--- Exercise data ---
[Start of Attachment]
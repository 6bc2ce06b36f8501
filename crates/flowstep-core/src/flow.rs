//! Mediators and the flows they nest.
//!
//! A [`Flow`] is an ordered list of [`Mediator`]s in document order, which is
//! also their execution order along the non-branching path. Branching
//! mediators own their nested flows directly; flows are never shared between
//! two parents.
//!
//! The set of mediator kinds is closed. Any tag that has no nested flows is a
//! [`MediatorKind::Simple`] mediator.

use crate::{
    node::FlowNode,
    position::{Position, SourceRange},
};

/// An ordered sequence of mediators, e.g. the body of `<inSequence>` or
/// `<then>`.
#[derive(Debug, Clone, PartialEq)]
pub struct Flow {
    node: FlowNode,
    mediators: Vec<Mediator>,
}

impl Flow {
    /// Creates a flow from its enclosing element and its mediators.
    pub fn new(node: FlowNode, mediators: Vec<Mediator>) -> Self {
        Self { node, mediators }
    }

    pub fn node(&self) -> &FlowNode {
        &self.node
    }

    pub fn range(&self) -> &SourceRange {
        self.node.range()
    }

    pub fn mediators(&self) -> &[Mediator] {
        &self.mediators
    }

    pub fn is_empty(&self) -> bool {
        self.mediators.is_empty()
    }

    /// The head of the first mediator, or `None` for an empty flow.
    pub fn head(&self) -> Option<Position> {
        self.mediators.first().map(Mediator::head)
    }

    pub fn contains(&self, position: Position) -> bool {
        self.node.contains(position)
    }
}

/// A single processing step.
#[derive(Debug, Clone, PartialEq)]
pub struct Mediator {
    node: FlowNode,
    kind: MediatorKind,
}

impl Mediator {
    /// Creates a new mediator.
    pub fn new(node: FlowNode, kind: MediatorKind) -> Self {
        Self { node, kind }
    }

    /// Creates a mediator without nested flows.
    pub fn simple(node: FlowNode) -> Self {
        Self::new(node, MediatorKind::Simple)
    }

    pub fn node(&self) -> &FlowNode {
        &self.node
    }

    pub fn kind(&self) -> &MediatorKind {
        &self.kind
    }

    /// The position a breakpoint on this mediator is armed at.
    pub fn head(&self) -> Position {
        self.node.head()
    }

    pub fn contains(&self, position: Position) -> bool {
        self.node.contains(position)
    }

    /// Returns `true` if this mediator owns nested flows.
    pub fn is_branching(&self) -> bool {
        !matches!(self.kind, MediatorKind::Simple)
    }

    /// All nested flows that are present, in document order of their fields.
    pub fn child_flows(&self) -> Vec<&Flow> {
        self.kind.child_flows()
    }
}

/// A `<case>` of a `switch` mediator.
///
/// A case without mediators keeps its slot in the switch but has no flow.
#[derive(Debug, Clone, PartialEq)]
pub struct Case {
    regex: Option<String>,
    flow: Option<Flow>,
}

impl Case {
    pub fn new(regex: Option<String>, flow: Option<Flow>) -> Self {
        Self { regex, flow }
    }

    pub fn regex(&self) -> Option<&str> {
        self.regex.as_deref()
    }

    pub fn flow(&self) -> Option<&Flow> {
        self.flow.as_ref()
    }
}

/// A `<target>` of a fan-out or loop mediator.
///
/// A target may reference a named sequence or endpoint instead of declaring
/// an inline sequence, in which case `sequence` is `None`.
#[derive(Debug, Clone, PartialEq)]
pub struct Target {
    node: FlowNode,
    sequence: Option<Flow>,
}

impl Target {
    pub fn new(node: FlowNode, sequence: Option<Flow>) -> Self {
        Self { node, sequence }
    }

    pub fn node(&self) -> &FlowNode {
        &self.node
    }

    pub fn sequence(&self) -> Option<&Flow> {
        self.sequence.as_ref()
    }
}

/// The closed set of mediator shapes.
///
/// Nested flows are `None` when the element was not declared.
#[derive(Debug, Clone, PartialEq)]
pub enum MediatorKind {
    /// No nested flow: `log`, `send`, `property`, `drop`, `call`, ...
    Simple,

    /// `filter`: `then` / `else`.
    Filter {
        then: Option<Flow>,
        otherwise: Option<Flow>,
    },

    /// `throttle`: `onAccept` / `onReject`.
    Throttle {
        on_accept: Option<Flow>,
        on_reject: Option<Flow>,
    },

    /// `switch`: ordered cases plus an optional default.
    Switch {
        cases: Vec<Case>,
        default: Option<Flow>,
    },

    /// `entitlementService`.
    Entitlement {
        on_accept: Option<Flow>,
        on_reject: Option<Flow>,
        advice: Option<Flow>,
        obligations: Option<Flow>,
    },

    /// `cache`: `onCacheHit`.
    Cache { on_cache_hit: Option<Flow> },

    /// `validate`: `onFail`.
    Validate { on_fail: Option<Flow> },

    /// `iterate`: the iteration target's sequence.
    Iterate { target: Option<Target> },

    /// `foreach`: the per-element sequence.
    Foreach { sequence: Option<Flow> },

    /// `aggregate`: `onComplete`.
    Aggregate { on_complete: Option<Flow> },

    /// `clone`: one target per concurrent copy of the message.
    Clone { targets: Vec<Target> },

    /// `scatter-gather`: one target per concurrent request.
    ScatterGather { targets: Vec<Target> },
}

impl MediatorKind {
    /// A short name for the mediator's shape, used in logs.
    pub fn shape(&self) -> Shape {
        match self {
            Self::Simple => Shape::Simple,
            Self::Filter { .. } | Self::Throttle { .. } => Shape::DualBranch,
            Self::Switch { .. } | Self::Entitlement { .. } => Shape::MultiBranch,
            Self::Cache { .. } | Self::Validate { .. } => Shape::SingleBranch,
            Self::Iterate { .. } | Self::Foreach { .. } => Shape::SingleBodyLoop,
            Self::Aggregate { .. } => Shape::AggregateBranch,
            Self::Clone { .. } | Self::ScatterGather { .. } => Shape::FanOutBranch,
        }
    }

    /// All nested flows that are present.
    pub fn child_flows(&self) -> Vec<&Flow> {
        match self {
            Self::Simple => Vec::new(),
            Self::Filter { then, otherwise } => [then, otherwise].into_iter().flatten().collect(),
            Self::Throttle {
                on_accept,
                on_reject,
            } => [on_accept, on_reject].into_iter().flatten().collect(),
            Self::Switch { cases, default } => cases
                .iter()
                .filter_map(Case::flow)
                .chain(default.as_ref())
                .collect(),
            Self::Entitlement {
                on_accept,
                on_reject,
                advice,
                obligations,
            } => [on_accept, on_reject, advice, obligations]
                .into_iter()
                .flatten()
                .collect(),
            Self::Cache { on_cache_hit: flow }
            | Self::Validate { on_fail: flow }
            | Self::Foreach { sequence: flow }
            | Self::Aggregate { on_complete: flow } => flow.iter().collect(),
            Self::Iterate { target } => target.iter().filter_map(Target::sequence).collect(),
            Self::Clone { targets } | Self::ScatterGather { targets } => {
                targets.iter().filter_map(Target::sequence).collect()
            }
        }
    }
}

/// Structural classification of a mediator.
#[derive(Debug, Clone, Copy, PartialEq, Eq)]
pub enum Shape {
    Simple,
    SingleBranch,
    DualBranch,
    MultiBranch,
    FanOutBranch,
    SingleBodyLoop,
    AggregateBranch,
}
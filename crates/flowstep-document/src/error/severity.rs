//! Severity levels for diagnostics.

use std::fmt;

/// The severity level of a diagnostic.
///
/// - [`Severity::Error`] rejects the document
/// - [`Severity::Warning`] is reported, and the document is still loaded
#[derive(Debug, Clone, Copy, PartialEq, Eq, Hash)]
pub enum Severity {
    /// The document cannot be turned into a flow tree.
    Error,

    /// The document was loaded after normalizing or ignoring something.
    Warning,
}

impl Severity {
    /// Returns `true` if this is an error severity.
    pub fn is_error(&self) -> bool {
        matches!(self, Severity::Error)
    }

    /// Returns `true` if this is a warning severity.
    pub fn is_warning(&self) -> bool {
        matches!(self, Severity::Warning)
    }
}

impl fmt::Display for Severity {
    fn fmt(&self, f: &mut fmt::Formatter<'_>) -> fmt::Result {
        match self {
            Severity::Error => write!(f, "error"),
            Severity::Warning => write!(f, "warning"),
        }
    }
}
//! Labeled spans for diagnostic messages.

use crate::span::Span;

/// A message attached to a span of the document text.
///
/// A diagnostic usually has one primary label marking where the problem is;
/// secondary labels add context.
#[derive(Debug, Clone)]
pub struct Label {
    span: Span,
    message: String,
    is_primary: bool,
}

impl Label {
    /// Create a new primary label.
    pub fn primary(span: Span, message: impl Into<String>) -> Self {
        Self {
            span,
            message: message.into(),
            is_primary: true,
        }
    }

    /// Create a new secondary label.
    pub fn secondary(span: Span, message: impl Into<String>) -> Self {
        Self {
            span,
            message: message.into(),
            is_primary: false,
        }
    }

    pub fn span(&self) -> Span {
        self.span
    }

    pub fn message(&self) -> &str {
        &self.message
    }

    pub fn is_primary(&self) -> bool {
        self.is_primary
    }

    pub fn is_secondary(&self) -> bool {
        !self.is_primary
    }
}
//! Interned tag names.
//!
//! Every node in a flow tree carries the name of the element it was parsed
//! from (`log`, `filter`, `case`, `inSequence`, ...). The same few dozen names
//! repeat across every document, so they are stored once in a global
//! [`string_interner`] and referred to by the small [`Id`] handle.

use std::{
    fmt,
    sync::{Mutex, OnceLock},
};

use string_interner::{DefaultStringInterner, DefaultSymbol};

/// Global string interner for tag names.
///
/// # Thread Safety
///
/// This uses `Mutex` for thread-safe access to the string interner.
static INTERNER: OnceLock<Mutex<DefaultStringInterner>> = OnceLock::new();

fn interner() -> std::sync::MutexGuard<'static, DefaultStringInterner> {
    INTERNER
        .get_or_init(|| Mutex::new(DefaultStringInterner::new()))
        .lock()
        .unwrap_or_else(|poisoned| poisoned.into_inner())
}

/// Interned element tag name.
///
/// # Examples
///
/// ```
/// use flowstep_core::identifier::Id;
///
/// let log = Id::new("log");
/// assert_eq!(log, "log");
/// assert_eq!(log, Id::new("log"));
/// assert_ne!(log, Id::new("drop"));
/// ```
#[derive(Debug, Clone, Copy, PartialEq, Eq, Hash)]
pub struct Id(DefaultSymbol);

impl Id {
    /// Creates an `Id` from a tag name, interning it on first use.
    ///
    /// # Arguments
    ///
    /// * `name` - The element tag name
    pub fn new(name: &str) -> Self {
        Self(interner().get_or_intern(name))
    }

    /// Runs `f` with the tag name this identifier was created from.
    fn with_str<R>(&self, f: impl FnOnce(&str) -> R) -> R {
        let interner = interner();
        f(interner.resolve(self.0).unwrap_or_default())
    }
}

impl fmt::Display for Id {
    fn fmt(&self, f: &mut fmt::Formatter<'_>) -> fmt::Result {
        self.with_str(|name| write!(f, "{name}"))
    }
}

impl From<&str> for Id {
    /// Creates an `Id` from a string slice
    ///
    /// This is a convenience implementation that calls `Id::new`.
    fn from(name: &str) -> Self {
        Self::new(name)
    }
}

impl PartialEq<str> for Id {
    /// Allows direct comparison with string slices: `id == "filter"`
    fn eq(&self, other: &str) -> bool {
        self.with_str(|name| name == other)
    }
}

impl PartialEq<&str> for Id {
    fn eq(&self, other: &&str) -> bool {
        self == *other
    }
}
[End of Attachment]
--- Task prompt ---
Word for word, set down the lines from the beginning of the records through the line that holds "non-branching path. Branching". Leave out the rest.

--- Output of the task ---
repository 6bc2ce06b36f8501
filename crates/flowstep-core/src/flow.rs
//! Mediators and the flows they nest.
//!
//! A [`Flow`] is an ordered list of [`Mediator`]s in document order, which is
//! also their execution order along the non-branching path. Branching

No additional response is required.